The fact that we may have multiple variables to optimize, depending on how we pretend to “measure” how good a given allocation is, is another factor that benefits the global approach instead of a local approach in this specific use case.
The amount of data available can also be an important decision factor when deciding the best approach. Typically, global optimization approaches require more data than local optimization approaches.
Finally, the type of data processing is also important. If the allocations are performed in batches, then a global approach would determine the best allocations considering the entire system (set of all allocations). On the other hand, if the allocations are supposed to be delivered in a streaming fashion, then a greedy approach would be useful, as it does not need to consider allocations of multiple apartments.
Going back to the first question, in the optimization field, the fastest and most promising path may not be the best to take after all, especially if it involves making several decisions along the way.

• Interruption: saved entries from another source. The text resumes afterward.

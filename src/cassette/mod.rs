//! Cassette format for recording and replaying port interactions.

pub mod format;
pub mod recorder;
pub mod replayer;
//! User-mode CPU time accounting for reaped children.

use std::time::Duration;

/// Total user CPU time of all terminated, waited-for children so far.
///
/// The runner takes a reading before spawning and after the wait; the
/// difference is the time charged to the child it ran.
#[cfg(unix)]
#[must_use]
pub fn children_user_time() -> Duration {
    use nix::sys::resource::{getrusage, UsageWho};

    match getrusage(UsageWho::RUSAGE_CHILDREN) {
        Ok(usage) => {
            let tv = usage.user_time();
            let secs = u64::try_from(tv.tv_sec()).unwrap_or(0);
            let micros = u64::try_from(tv.tv_usec()).unwrap_or(0);
            Duration::from_secs(secs) + Duration::from_micros(micros)
        }
        Err(err) => {
            tracing::debug!(error = %err, "getrusage failed; reporting zero user time");
            Duration::ZERO
        }
    }
}

/// User CPU time is not tracked on this platform.
#[cfg(not(unix))]
#[must_use]
pub fn children_user_time() -> Duration {
    Duration::ZERO
}
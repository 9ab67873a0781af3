//! Live adapters for real external interactions.

pub mod pushover;

pub use pushover::LivePushoverClient;
//! Port traits defining external boundaries.
//!
//! The only boundary with behavior worth substituting is notification
//! delivery. Implementations live in `src/adapters/`.

pub mod notifier;

pub use notifier::{Notifier, NotifyFuture, Receipt, Recipient};
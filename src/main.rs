//! Binary entrypoint for the `notify-exec` CLI.

use std::process::ExitCode;

fn main() -> ExitCode {
    match notify_exec::run(std::env::args_os()) {
        Ok(()) => ExitCode::SUCCESS,
        Err(err) => {
            eprintln!("notify-exec: {err}");
            ExitCode::FAILURE
        }
    }
}
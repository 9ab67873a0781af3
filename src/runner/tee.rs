//! Fan-out writer copying one byte stream into several independent sinks.

use std::io::{self, Write};
use std::sync::{Arc, Mutex, PoisonError};

/// A destination for captured bytes.
pub trait Sink: Send {
    /// Short label used when reporting a failure.
    fn label(&self) -> &str;

    /// Appends `chunk` to the sink.
    ///
    /// # Errors
    ///
    /// Returns an error if the destination rejects the write.
    fn write_chunk(&mut self, chunk: &[u8]) -> io::Result<()>;
}

/// In-memory buffer that can be shared between several tees.
///
/// Clones refer to the same underlying buffer.
#[derive(Debug, Clone, Default)]
pub struct SharedBuffer {
    label: &'static str,
    bytes: Arc<Mutex<Vec<u8>>>,
}

impl SharedBuffer {
    /// Creates an empty buffer.
    #[must_use]
    pub fn new(label: &'static str) -> Self {
        Self { label, bytes: Arc::default() }
    }

    /// Returns a copy of everything written so far.
    #[must_use]
    pub fn snapshot(&self) -> Vec<u8> {
        self.bytes.lock().unwrap_or_else(PoisonError::into_inner).clone()
    }
}

impl Sink for SharedBuffer {
    fn label(&self) -> &str {
        self.label
    }

    fn write_chunk(&mut self, chunk: &[u8]) -> io::Result<()> {
        self.bytes.lock().unwrap_or_else(PoisonError::into_inner).extend_from_slice(chunk);
        Ok(())
    }
}

/// Forwards bytes to a writer as they arrive, flushing after each chunk.
pub struct Passthrough<W> {
    label: &'static str,
    writer: W,
}

impl<W: Write + Send> Passthrough<W> {
    /// Wraps `writer`.
    pub fn new(label: &'static str, writer: W) -> Self {
        Self { label, writer }
    }
}

impl Passthrough<io::Stdout> {
    /// Mirrors onto this process's standard output.
    #[must_use]
    pub fn stdout() -> Self {
        Self::new("stdout", io::stdout())
    }
}

impl Passthrough<io::Stderr> {
    /// Mirrors onto this process's standard error.
    #[must_use]
    pub fn stderr() -> Self {
        Self::new("stderr", io::stderr())
    }
}

impl<W: Write + Send> Sink for Passthrough<W> {
    fn label(&self) -> &str {
        self.label
    }

    fn write_chunk(&mut self, chunk: &[u8]) -> io::Result<()> {
        self.writer.write_all(chunk)?;
        self.writer.flush()
    }
}

/// Copies every chunk to each registered sink.
///
/// A sink that fails is dropped from the fan-out and the remaining sinks
/// keep receiving the full stream.
#[derive(Default)]
pub struct Tee {
    sinks: Vec<Box<dyn Sink>>,
}

impl Tee {
    /// Creates a tee with no sinks.
    #[must_use]
    pub fn new() -> Self {
        Self::default()
    }

    /// Registers another sink.
    #[must_use]
    pub fn with(mut self, sink: impl Sink + 'static) -> Self {
        self.sinks.push(Box::new(sink));
        self
    }

    /// Number of sinks still receiving data.
    #[must_use]
    pub fn live_sinks(&self) -> usize {
        self.sinks.len()
    }

    /// Writes `chunk` to every live sink.
    pub fn write(&mut self, chunk: &[u8]) {
        self.sinks.retain_mut(|sink| match sink.write_chunk(chunk) {
            Ok(()) => true,
            Err(err) => {
                tracing::warn!(sink = sink.label(), error = %err, "dropping failed output sink");
                false
            }
        });
    }
}
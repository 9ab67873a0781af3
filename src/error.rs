//! Error type shared by every stage of the pipeline.

use thiserror::Error;

/// Fatal conditions that abort a `notify-exec` run.
///
/// A target command that exits nonzero is not an error; it is reported
/// through the notification instead.
#[derive(Debug, Error)]
pub enum Error {
    /// Required credentials are missing from the environment.
    #[error("configuration error: {0}")]
    Configuration(String),

    /// No command was supplied on the command line.
    #[error("no command provided to {program}")]
    InvalidInvocation {
        /// Name this tool was invoked as.
        program: String,
    },

    /// The command line could not be parsed.
    #[error("invalid arguments: {0}")]
    Arguments(String),

    /// The target command could not be launched.
    #[error("failed to start `{command}`: {source}")]
    ProcessStart {
        /// Program that failed to launch.
        command: String,
        /// Underlying spawn error.
        source: std::io::Error,
    },

    /// Output capture or the wait on the child failed after it started.
    #[error("failed to capture output of `{command}`: {message}")]
    Capture {
        /// Program whose output was being captured.
        command: String,
        /// What went wrong.
        message: String,
    },

    /// The notification service rejected or never received the message.
    #[error("failed to send notification: {0}")]
    Delivery(String),

    /// A cassette file could not be read, parsed, or written.
    #[error("cassette error: {0}")]
    Cassette(String),

    /// The async runtime could not be started.
    #[error("failed to start runtime: {0}")]
    Runtime(#[source] std::io::Error),
}
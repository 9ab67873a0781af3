//! The run → compose → send pipeline.

use crate::compose::{self, Limits, NotificationPayload};
use crate::context::ServiceContext;
use crate::error::Error;
use crate::ports::Receipt;
use crate::runner::{ExecutionResult, ProcessRunner};

/// Everything one pipeline pass produced.
#[derive(Debug)]
pub struct Report {
    /// How the command went.
    pub result: ExecutionResult,
    /// The notification built from it.
    pub payload: NotificationPayload,
    /// Delivery receipt; `None` when sending was skipped.
    pub receipt: Option<Receipt>,
}

/// Runs `command`, composes its notification, and sends it unless `skip_send`.
///
/// # Errors
///
/// Returns the runner's error if the command cannot be started or captured,
/// and [`Error::Delivery`] if the notifier fails.
pub async fn run(
    ctx: &ServiceContext,
    runner: &ProcessRunner,
    command: &[String],
    skip_send: bool,
) -> Result<Report, Error> {
    let result = runner.run(command).await?;
    let payload = compose::compose(&result, Limits::PUSHOVER);
    tracing::debug!(
        title = %payload.title,
        body_bytes = payload.body.len(),
        attachment_bytes = payload.attachment.as_ref().map_or(0, |a| a.bytes.len()),
        "composed notification"
    );

    if skip_send {
        return Ok(Report { result, payload, receipt: None });
    }

    let receipt = ctx
        .notifier
        .send(&payload, &ctx.recipient)
        .await
        .map_err(|e| Error::Delivery(e.to_string()))?;
    tracing::debug!(status = receipt.status, request = %receipt.request, "notification delivered");

    Ok(Report { result, payload, receipt: Some(receipt) })
}

#[cfg(all(test, unix))]
mod tests {
    use std::sync::atomic::{AtomicUsize, Ordering};
    use std::sync::Arc;

    use super::*;
    use crate::config::{Config, DEFAULT_API_URL};
    use crate::ports::{Notifier, NotifyFuture, Recipient};

    #[derive(Clone, Default)]
    struct CountingNotifier {
        calls: Arc<AtomicUsize>,
        fail: bool,
    }

    impl Notifier for CountingNotifier {
        fn send<'a>(
            &'a self,
            _payload: &'a NotificationPayload,
            _recipient: &'a Recipient,
        ) -> NotifyFuture<'a> {
            self.calls.fetch_add(1, Ordering::SeqCst);
            let result: Result<Receipt, Box<dyn std::error::Error + Send + Sync>> = if self.fail {
                Err("service unavailable".into())
            } else {
                Ok(Receipt { status: 1, request: "req".into() })
            };
            Box::pin(async move { result })
        }
    }

    fn config() -> Config {
        Config {
            api_token: "tok".into(),
            user_key: "usr".into(),
            device: None,
            api_url: DEFAULT_API_URL.into(),
            debug: false,
            skip_send: false,
            record_dir: None,
            replay_path: None,
        }
    }

    fn cmd(parts: &[&str]) -> Vec<String> {
        parts.iter().map(ToString::to_string).collect()
    }

    #[tokio::test]
    async fn sends_composed_notification() {
        let notifier = CountingNotifier::default();
        let ctx = ServiceContext::with_notifier(&config(), Box::new(notifier.clone()));

        let report =
            run(&ctx, &ProcessRunner::capture_only(), &cmd(&["echo", "hi"]), false).await.unwrap();

        assert_eq!(notifier.calls.load(Ordering::SeqCst), 1);
        assert_eq!(report.payload.body, "hi\n");
        assert!(report.payload.title.starts_with("✅ "));
        assert_eq!(report.receipt.unwrap().request, "req");
    }

    #[tokio::test]
    async fn skip_send_never_invokes_notifier() {
        let notifier = CountingNotifier::default();
        let ctx = ServiceContext::with_notifier(&config(), Box::new(notifier.clone()));

        let report =
            run(&ctx, &ProcessRunner::capture_only(), &cmd(&["false"]), true).await.unwrap();

        assert_eq!(notifier.calls.load(Ordering::SeqCst), 0);
        assert!(report.receipt.is_none());
        assert!(report.payload.title.starts_with("❌ exit 1"));
        assert_eq!(report.payload.body, "");
    }

    #[tokio::test]
    async fn delivery_failure_is_fatal() {
        let notifier = CountingNotifier { fail: true, ..CountingNotifier::default() };
        let ctx = ServiceContext::with_notifier(&config(), Box::new(notifier));

        let err = run(&ctx, &ProcessRunner::capture_only(), &cmd(&["true"]), false)
            .await
            .unwrap_err();
        assert!(matches!(err, Error::Delivery(ref msg) if msg == "service unavailable"));
    }

    #[tokio::test]
    async fn start_failure_sends_nothing() {
        let notifier = CountingNotifier::default();
        let ctx = ServiceContext::with_notifier(&config(), Box::new(notifier.clone()));

        let err = run(
            &ctx,
            &ProcessRunner::capture_only(),
            &cmd(&["notify-exec-definitely-not-a-real-binary"]),
            false,
        )
        .await
        .unwrap_err();

        assert!(matches!(err, Error::ProcessStart { .. }));
        assert_eq!(notifier.calls.load(Ordering::SeqCst), 0);
    }

    #[tokio::test]
    async fn oversized_failure_output_is_attached() {
        let notifier = CountingNotifier::default();
        let ctx = ServiceContext::with_notifier(&config(), Box::new(notifier));

        let report = run(
            &ctx,
            &ProcessRunner::capture_only(),
            &cmd(&["sh", "-c", "head -c 5000 /dev/zero | tr '\\0' e >&2; exit 3"]),
            false,
        )
        .await
        .unwrap();

        let attachment = report.payload.attachment.expect("attachment");
        assert_eq!(attachment.bytes.len(), 5000);
        assert!(report.payload.body.len() <= Limits::PUSHOVER.body_max);
        assert!(report.payload.title.starts_with("❌ exit 3"));
    }
}
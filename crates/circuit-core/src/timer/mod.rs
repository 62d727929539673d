mod alert;
mod clock;
mod engine;
mod scheduler;
mod session;
mod snapshot;

pub use alert::{AlertNotifier, MutedSink, Tone, ToneSink, ALERT_WINDOW_SECS};
pub use clock::{countdown, CountdownClock, TICK_PERIOD};
pub use engine::{CompletionNotifier, PlaybackController};
pub use scheduler::{advance, phase_duration, EngineState, Phase, Position, Transition};
pub use session::{run_session, Command, SessionEnd};
pub use snapshot::{format_clock, Snapshot};
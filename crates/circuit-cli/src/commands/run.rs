use std::path::PathBuf;
use std::time::Duration;

use circuit_core::{
    run_session, AlertNotifier, Command, CompletionNotifier, Config, PlaybackController,
    SequenceDefinition, SessionEnd, Snapshot,
};
use clap::Args;
use tokio::io::{AsyncBufReadExt, BufReader};
use tokio::sync::{mpsc, watch};
use tracing::{debug, warn};

#[derive(Args)]
pub struct RunArgs {
    /// Sequence file (.toml or .json)
    pub file: PathBuf,
    /// Print snapshots as JSON lines
    #[arg(long)]
    pub json: bool,
    /// Disable countdown alerts
    #[arg(long)]
    pub no_alerts: bool,
    /// Wall-clock milliseconds per tick (overrides clock.tick_ms)
    #[arg(long)]
    pub tick_ms: Option<u64>,
}

pub fn run(args: RunArgs) -> Result<(), Box<dyn std::error::Error>> {
    let config = Config::load_or_default();
    let sequence = SequenceDefinition::load(&args.file)?;
    let json = args.json || config.display.json;
    let period = args
        .tick_ms
        .map(Duration::from_millis)
        .unwrap_or_else(|| config.tick_period());

    let mut alerts = AlertNotifier::new(crate::sink::alert_sink()).with_tone(config.tone());
    alerts.set_enabled(config.alerts.enabled && !args.no_alerts);

    let mut controller = PlaybackController::new(sequence)
        .with_alerts(alerts)
        .with_tick_period(period);

    let runtime = tokio::runtime::Builder::new_current_thread()
        .enable_all()
        .build()?;
    let result = runtime.block_on(play(&mut controller, json));
    // The stdin reader blocks on a thread that cannot be cancelled.
    runtime.shutdown_background();

    match result? {
        SessionEnd::Completed => eprintln!("workout complete"),
        SessionEnd::Stopped | SessionEnd::Disconnected => eprintln!("workout stopped"),
    }
    Ok(())
}

async fn play(
    controller: &mut PlaybackController,
    json: bool,
) -> Result<SessionEnd, Box<dyn std::error::Error>> {
    let (notifier, done) = CompletionNotifier::channel();
    controller.start(notifier)?;

    let (snap_tx, snap_rx) = watch::channel(controller.snapshot());
    let (cmd_tx, cmd_rx) = mpsc::channel(16);
    tokio::spawn(read_commands(cmd_tx));
    let printer = tokio::spawn(print_snapshots(snap_rx, json));

    let end = run_session(controller, cmd_rx, &snap_tx, |event| {
        debug!(?event, "session event");
    })
    .await;

    drop(snap_tx);
    printer.await??;
    if done.await.is_ok() {
        debug!("completion notifier fired");
    }
    Ok(end)
}

async fn read_commands(tx: mpsc::Sender<Command>) {
    let mut lines = BufReader::new(tokio::io::stdin()).lines();
    while let Ok(Some(line)) = lines.next_line().await {
        let command = match line.trim() {
            "p" | "pause" => Command::PauseToggle,
            "s" | "skip" => Command::Skip,
            "x" | "stop" | "q" | "quit" => Command::Stop,
            other => {
                warn!(input = other, "unknown command (p = pause, s = skip, x = stop)");
                continue;
            }
        };
        if tx.send(command).await.is_err() {
            return;
        }
    }
    // Stdin is gone; keep the channel open so playback runs to the end.
    tx.closed().await;
}

/// Prints the latest snapshot whenever it changes. A `watch` channel keeps
/// only the newest value, so snapshots published back to back may print as one line.
async fn print_snapshots(
    mut rx: watch::Receiver<Snapshot>,
    json: bool,
) -> Result<(), serde_json::Error> {
    while rx.changed().await.is_ok() {
        let snapshot = rx.borrow_and_update().clone();
        if json {
            println!("{}", serde_json::to_string(&snapshot)?);
        } else {
            println!("{}", render_line(&snapshot));
        }
    }
    Ok(())
}

fn render_line(s: &Snapshot) -> String {
    let state = if s.is_paused { " (paused)" } else { "" };
    format!(
        "round {}/{} | timer {}/{} rep {}/{} | {:<12} {}{} | {:>3.0}%",
        s.current_round,
        s.total_rounds,
        s.current_timer_index + 1,
        s.total_timers,
        s.current_repetition,
        s.total_repetitions,
        s.label,
        s.clock,
        state,
        s.overall_progress * 100.0,
    )
}
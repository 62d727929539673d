use chrono::{DateTime, Utc};
use serde::{Deserialize, Serialize};
use uuid::Uuid;

use crate::timer::{Position, Transition};

/// Every state change of a playback session produces an Event.
/// Hosts log or forward them; the snapshot remains the source of truth.
#[derive(Debug, Clone, Serialize, Deserialize)]
#[serde(tag = "type")]
pub enum Event {
    SessionStarted {
        session_id: Uuid,
        total_timers: usize,
        total_rounds: u32,
        /// Expected length without skips.
        total_secs: u64,
        at: DateTime<Utc>,
    },
    SessionPaused {
        session_id: Uuid,
        time_remaining: u32,
        at: DateTime<Utc>,
    },
    SessionResumed {
        session_id: Uuid,
        time_remaining: u32,
        at: DateTime<Utc>,
    },
    SessionStopped {
        session_id: Uuid,
        at: DateTime<Utc>,
    },
    PhaseSkipped {
        session_id: Uuid,
        from: Position,
        to: Position,
        at: DateTime<Utc>,
    },
    PhaseAdvanced {
        session_id: Uuid,
        transition: Transition,
        position: Position,
        time_remaining: u32,
        at: DateTime<Utc>,
    },
    SessionCompleted {
        session_id: Uuid,
        at: DateTime<Utc>,
    },
}

impl Event {
    pub fn session_id(&self) -> Uuid {
        match self {
            Event::SessionStarted { session_id, .. }
            | Event::SessionPaused { session_id, .. }
            | Event::SessionResumed { session_id, .. }
            | Event::SessionStopped { session_id, .. }
            | Event::PhaseSkipped { session_id, .. }
            | Event::PhaseAdvanced { session_id, .. }
            | Event::SessionCompleted { session_id, .. } => *session_id,
        }
    }
}
pub mod config;
pub mod plan;
pub mod run;
//! Core error types for circuit-core.
//!
//! Playback itself never fails once a session is running: degenerate input is
//! normalized before it reaches the scheduler, and operations on an idle engine
//! are no-ops. What remains are rejected starts, unreadable sequence files and
//! configuration problems.

use std::path::PathBuf;
use thiserror::Error;

/// Core error type for circuit-core.
#[derive(Error, Debug)]
pub enum CoreError {
    /// Playback-related errors
    #[error("Engine error: {0}")]
    Engine(#[from] EngineError),

    /// Sequence loading errors
    #[error("Sequence error: {0}")]
    Sequence(#[from] SequenceError),

    /// Configuration-related errors
    #[error("Configuration error: {0}")]
    Config(#[from] ConfigError),

    /// IO errors
    #[error("IO error: {0}")]
    Io(#[from] std::io::Error),

    /// Serialization/deserialization errors
    #[error("JSON error: {0}")]
    Json(#[from] serde_json::Error),

    /// Generic errors with context
    #[error("{0}")]
    Custom(String),
}

/// Errors reported by the playback controller.
#[derive(Error, Debug, Clone, PartialEq, Eq)]
pub enum EngineError {
    /// `start()` was called with no timers to play.
    #[error("cannot start playback: the sequence has no timers")]
    EmptySequence,
}

/// Errors raised while reading a sequence definition.
#[derive(Error, Debug)]
pub enum SequenceError {
    /// The file could not be read
    #[error("Failed to read sequence from {path}: {source}")]
    Read {
        path: PathBuf,
        #[source]
        source: std::io::Error,
    },

    /// TOML payload did not match the sequence schema
    #[error("Invalid TOML sequence: {0}")]
    Toml(#[from] toml::de::Error),

    /// JSON payload did not match the sequence schema
    #[error("Invalid JSON sequence: {0}")]
    Json(#[from] serde_json::Error),

    /// The sequence parsed but lists no timers
    #[error("Sequence has no timers")]
    Empty,
}

/// Configuration-specific errors.
#[derive(Error, Debug)]
pub enum ConfigError {
    /// The config directory could not be determined or created
    #[error("Failed to prepare config directory: {0}")]
    DataDir(String),

    /// Failed to load configuration
    #[error("Failed to load configuration from {path}: {message}")]
    LoadFailed { path: PathBuf, message: String },

    /// Failed to save configuration
    #[error("Failed to save configuration to {path}: {message}")]
    SaveFailed { path: PathBuf, message: String },

    /// Invalid configuration value
    #[error("Invalid configuration value for '{key}': {message}")]
    InvalidValue { key: String, message: String },

    /// Key does not exist in the configuration tree
    #[error("Unknown configuration key: {0}")]
    UnknownKey(String),
}

impl From<Box<dyn std::error::Error + Send + Sync>> for CoreError {
    fn from(err: Box<dyn std::error::Error + Send + Sync>) -> Self {
        CoreError::Custom(err.to_string())
    }
}

/// Result type alias for CoreError
pub type Result<T, E = CoreError> = std::result::Result<T, E>;
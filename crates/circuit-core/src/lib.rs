//! # Circuit Core Library
//!
//! Playback engine for structured interval workouts: an ordered list of
//! timers, each with repetitions and optional rests, repeated across rounds
//! with an optional rest between rounds.
//!
//! ## Architecture
//!
//! - **Sequence**: immutable workout definition, loadable from TOML or JSON
//! - **Scheduler**: pure transition function over an explicit `EngineState`
//! - **Clock**: one-second logical ticks paced by a cancellable tokio interval
//! - **Controller**: `start` / `pause_toggle` / `stop` / `skip` plus snapshots
//! - **Alerts**: short tones during the last seconds of a non-silent timer
//!
//! ## Key Components
//!
//! - [`PlaybackController`]: owns the state and clock of one session
//! - [`Snapshot`]: display-ready projection of the state
//! - [`Config`]: host configuration (tick pacing, alert tone)

pub mod error;
pub mod events;
pub mod sequence;
pub mod storage;
pub mod timer;

pub use error::{ConfigError, CoreError, EngineError, SequenceError};
pub use events::Event;
pub use sequence::{PlannedPhase, SequenceDefinition, TimerDefinition};
pub use storage::Config;
pub use timer::{
    run_session, AlertNotifier, Command, CompletionNotifier, EngineState, Phase,
    PlaybackController, SessionEnd, Snapshot, Tone, ToneSink, Transition,
};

A local optimization approach may be more greedy in the way to find the best solution, which translates into a good solution, but not the best one. Using a more global optimization approach, it can take more time, and the obtained solution should be more trustable.
Did you use any of these approaches recently? Which one do you think is more appropriate to use? Feel free to get in touch with us, we would be happy to know your thoughts on this topic!
We also have a pre-order available for a Metaheuristics course on our website, where you can get practical skills in combinatorial optimization using Metaheuristics, and learn more about alternative methods to solving issues such as allocations!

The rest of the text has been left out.